▶ **ASSIGNMENT**: Each line of the entries that mentions the string "filename" needs to be reported.

▶ **PROVIDED DATA**:
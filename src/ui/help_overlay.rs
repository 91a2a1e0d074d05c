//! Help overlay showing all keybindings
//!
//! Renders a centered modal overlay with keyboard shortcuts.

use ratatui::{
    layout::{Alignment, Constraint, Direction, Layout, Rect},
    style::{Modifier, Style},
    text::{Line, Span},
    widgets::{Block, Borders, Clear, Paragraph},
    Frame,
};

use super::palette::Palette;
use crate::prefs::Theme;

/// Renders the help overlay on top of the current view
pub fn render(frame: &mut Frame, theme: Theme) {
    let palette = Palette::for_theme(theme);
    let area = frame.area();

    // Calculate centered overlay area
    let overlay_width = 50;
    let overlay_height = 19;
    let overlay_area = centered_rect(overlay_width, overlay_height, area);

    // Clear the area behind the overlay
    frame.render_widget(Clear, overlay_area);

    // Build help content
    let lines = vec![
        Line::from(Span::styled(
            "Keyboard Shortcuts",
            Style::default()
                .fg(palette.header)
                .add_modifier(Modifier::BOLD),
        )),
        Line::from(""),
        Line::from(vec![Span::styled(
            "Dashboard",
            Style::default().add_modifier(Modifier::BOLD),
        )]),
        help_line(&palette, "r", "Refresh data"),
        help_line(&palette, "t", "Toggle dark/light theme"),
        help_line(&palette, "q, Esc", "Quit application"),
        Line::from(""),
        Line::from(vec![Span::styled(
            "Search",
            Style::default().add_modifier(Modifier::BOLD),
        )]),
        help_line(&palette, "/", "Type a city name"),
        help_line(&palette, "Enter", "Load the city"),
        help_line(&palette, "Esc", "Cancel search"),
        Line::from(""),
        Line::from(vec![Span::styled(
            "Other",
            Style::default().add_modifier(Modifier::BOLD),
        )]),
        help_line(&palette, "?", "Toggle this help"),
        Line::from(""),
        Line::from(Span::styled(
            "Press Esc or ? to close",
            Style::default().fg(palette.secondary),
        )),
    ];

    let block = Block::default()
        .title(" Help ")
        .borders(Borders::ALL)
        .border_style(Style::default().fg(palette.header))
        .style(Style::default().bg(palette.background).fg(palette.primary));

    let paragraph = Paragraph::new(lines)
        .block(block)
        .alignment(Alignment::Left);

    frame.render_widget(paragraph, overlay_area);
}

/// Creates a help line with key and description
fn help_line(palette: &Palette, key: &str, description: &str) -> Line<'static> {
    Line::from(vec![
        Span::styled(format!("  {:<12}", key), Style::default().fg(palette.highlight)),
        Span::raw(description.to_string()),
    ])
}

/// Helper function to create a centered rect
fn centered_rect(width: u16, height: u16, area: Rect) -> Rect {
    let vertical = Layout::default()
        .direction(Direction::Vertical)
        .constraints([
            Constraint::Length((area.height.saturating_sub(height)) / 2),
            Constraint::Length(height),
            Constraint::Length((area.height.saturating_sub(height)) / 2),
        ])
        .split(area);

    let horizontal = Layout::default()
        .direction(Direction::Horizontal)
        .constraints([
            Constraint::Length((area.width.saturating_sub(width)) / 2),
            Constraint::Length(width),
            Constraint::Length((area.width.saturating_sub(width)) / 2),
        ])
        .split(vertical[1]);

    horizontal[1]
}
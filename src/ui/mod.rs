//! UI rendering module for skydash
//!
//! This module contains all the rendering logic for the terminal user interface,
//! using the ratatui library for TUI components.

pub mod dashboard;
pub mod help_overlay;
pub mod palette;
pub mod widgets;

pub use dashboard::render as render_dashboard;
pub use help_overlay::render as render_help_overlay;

▶ **THE COMPLETED TASK**:
filename src/ui/help_overlay.rs
filename src/ui/mod.rs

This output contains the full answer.